What you are asked to do ▸ Find and copy each line of the listing below that has the word "FirewallSpec" in it.

Material for the task ▸
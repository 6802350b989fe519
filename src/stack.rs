// Copyright (c) 2026 - Soldr Project Developers
//! Benchmark Stack Declaration
//!
//! Declares the fixed four-node topology the soldr benchmark runs
//! against: one network, one subnet, one firewall rule, one compute
//! instance. The firewall rule always opens SSH plus the configured
//! service port, the instance carries the same tag the rule targets,
//! and the instance is explicitly ordered after the firewall rule so
//! inbound access is open by the time the startup script runs.
//!
//! The instance's public address only exists after convergence, so the
//! stack exposes it as derived outputs: `name`, `ip`, and
//! `url = http://{ip}:{service_port}`.

use crate::config::StackConfig;
use crate::domain::{CidrBlock, Port, ResourceName};
use crate::engine::{Deployment, RealizedInstance};
use crate::errors::ProvisionResult;
use crate::graph::{ResourceGraph, ResourceOptions};
use crate::output::{Exports, Output, OutputError};
use crate::resources::{
    BootDiskSpec, FirewallAllow, FirewallSpec, InstanceSpec, NetworkInterfaceSpec, NetworkSpec,
    ResourceRef, SubnetSpec,
};

/// Address range of the benchmark subnet
pub const DEFAULT_SUBNET_CIDR: &str = "10.0.1.0/24";

/// Fixed name of the benchmark service instance
///
/// Independent of the configurable instance tag; overriding the tag
/// never renames the node.
pub const SERVICE_NAME: &str = "soldr-service";

/// OAuth scope granted to the instance's service account
pub const CLOUD_PLATFORM_SCOPE: &str = "https://www.googleapis.com/auth/cloud-platform";

// Opaque provisioning payload; runs once on first boot.
const SERVICE_STARTUP_SCRIPT: &str = r#"#!/bin/bash
apt update && apt install -y git build-essential pkg-config libssl-dev
curl https://sh.rustup.rs -sSf | sh -s -- -y
source "$HOME/.cargo/env"
git clone https://github.com/hjr3/soldr.git
"#;

/// The declared benchmark stack: graph plus typed handles to its nodes
pub struct BenchStack {
    graph: ResourceGraph,
    network: ResourceRef<NetworkSpec>,
    subnet: ResourceRef<SubnetSpec>,
    firewall: ResourceRef<FirewallSpec>,
    instance: ResourceRef<InstanceSpec>,
    service_port: Port,
}

impl BenchStack {
    /// Declare the benchmark resource graph from a configuration bundle
    ///
    /// Declaration order doubles as dependency order: network first,
    /// then subnet and firewall (both reference the network), then the
    /// instance with an explicit `depends_on` the firewall rule.
    pub fn declare(config: &StackConfig) -> ProvisionResult<Self> {
        let mut graph = ResourceGraph::new();

        let network = graph.add_network(NetworkSpec::new(ResourceName::new("network")?))?;

        let subnet = graph.add_subnet(SubnetSpec::new(
            ResourceName::new("subnet")?,
            CidrBlock::new(DEFAULT_SUBNET_CIDR)?,
            network,
        ))?;

        // Network tags follow the same naming rules as resources, so a
        // bad override is caught here rather than at convergence.
        let tag = ResourceName::new(config.instance_tag.as_str())?;

        // SSH stays open regardless of overrides; the service port is
        // added alongside it (the set collapses them when equal).
        let firewall = graph.add_firewall(FirewallSpec::ingress(
            ResourceName::new("firewall")?,
            network,
            vec![FirewallAllow::tcp([Port::SSH, config.service_port])],
            vec![tag.to_string()],
        ))?;

        let instance = graph.add_instance(
            InstanceSpec::builder(
                ResourceName::new(SERVICE_NAME)?,
                config.machine_type.as_str(),
            )
            .boot_disk(BootDiskSpec::ssd(config.os_image.as_str()))
            .network_interface(NetworkInterfaceSpec::with_public_address(network, subnet))
            .service_account_scope(CLOUD_PLATFORM_SCOPE)
            .allow_stopping_for_update(true)
            .tag(tag.as_str())
            .startup_script(SERVICE_STARTUP_SCRIPT)
            .build(),
            ResourceOptions::depends_on(firewall),
        )?;

        Ok(Self {
            graph,
            network,
            subnet,
            firewall,
            instance,
            service_port: config.service_port,
        })
    }

    /// The declared graph
    pub fn graph(&self) -> &ResourceGraph {
        &self.graph
    }

    /// Handle to the declared network
    pub fn network(&self) -> ResourceRef<NetworkSpec> {
        self.network
    }

    /// Handle to the declared subnet
    pub fn subnet(&self) -> ResourceRef<SubnetSpec> {
        self.subnet
    }

    /// Handle to the declared firewall rule
    pub fn firewall(&self) -> ResourceRef<FirewallSpec> {
        self.firewall
    }

    /// Handle to the declared instance
    pub fn instance(&self) -> ResourceRef<InstanceSpec> {
        self.instance
    }

    /// Bind the stack's derived outputs to a deployment of its graph
    pub fn bind_outputs(&self, deployment: &Deployment) -> StackOutputs {
        let instance = deployment.instance_output(&self.instance);

        let name = instance.map(|instance| instance.name);
        let ip = instance.apply(|instance| public_ip(&instance));
        let port = self.service_port;
        let url = ip.map(move |ip| service_url(&ip, port));

        StackOutputs { name, ip, url }
    }
}

/// Derived outputs of a benchmark stack deployment
pub struct StackOutputs {
    /// Realized instance identifier
    pub name: Output<String>,

    /// Assigned public address
    pub ip: Output<String>,

    /// Benchmark target URL, `http://{ip}:{service_port}`
    pub url: Output<String>,
}

impl StackOutputs {
    /// Package the outputs for the export sink
    pub fn exports(&self) -> Exports {
        let mut exports = Exports::new();
        exports.export("name", self.name.clone());
        exports.export("ip", self.ip.clone());
        exports.export("url", self.url.clone());
        exports
    }
}

/// Project the public address out of a realized instance
///
/// Follows `network_interfaces[0].access_configs[0].nat_ip`. A missing
/// interface, access config, or address is a configuration error and
/// fails the projection; it never falls back to a default address.
pub fn public_ip(instance: &RealizedInstance) -> Result<String, OutputError> {
    let interface = instance.network_interfaces.first().ok_or_else(|| {
        OutputError::Projection(format!("instance {} has no network interfaces", instance.name))
    })?;

    let access_config = interface.access_configs.first().ok_or_else(|| {
        OutputError::Projection(format!("instance {} has no access config", instance.name))
    })?;

    access_config.nat_ip.clone().ok_or_else(|| {
        OutputError::Projection(format!("instance {} has no public address", instance.name))
    })
}

/// Format the benchmark target URL for an address and port
pub fn service_url(ip: &str, port: Port) -> String {
    format!("http://{ip}:{port}")
}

Solution for this exercise ▸
    BootDiskSpec, FirewallAllow, FirewallSpec, InstanceSpec, NetworkInterfaceSpec, NetworkSpec,
    firewall: ResourceRef<FirewallSpec>,
        let firewall = graph.add_firewall(FirewallSpec::ingress(
    pub fn firewall(&self) -> ResourceRef<FirewallSpec> {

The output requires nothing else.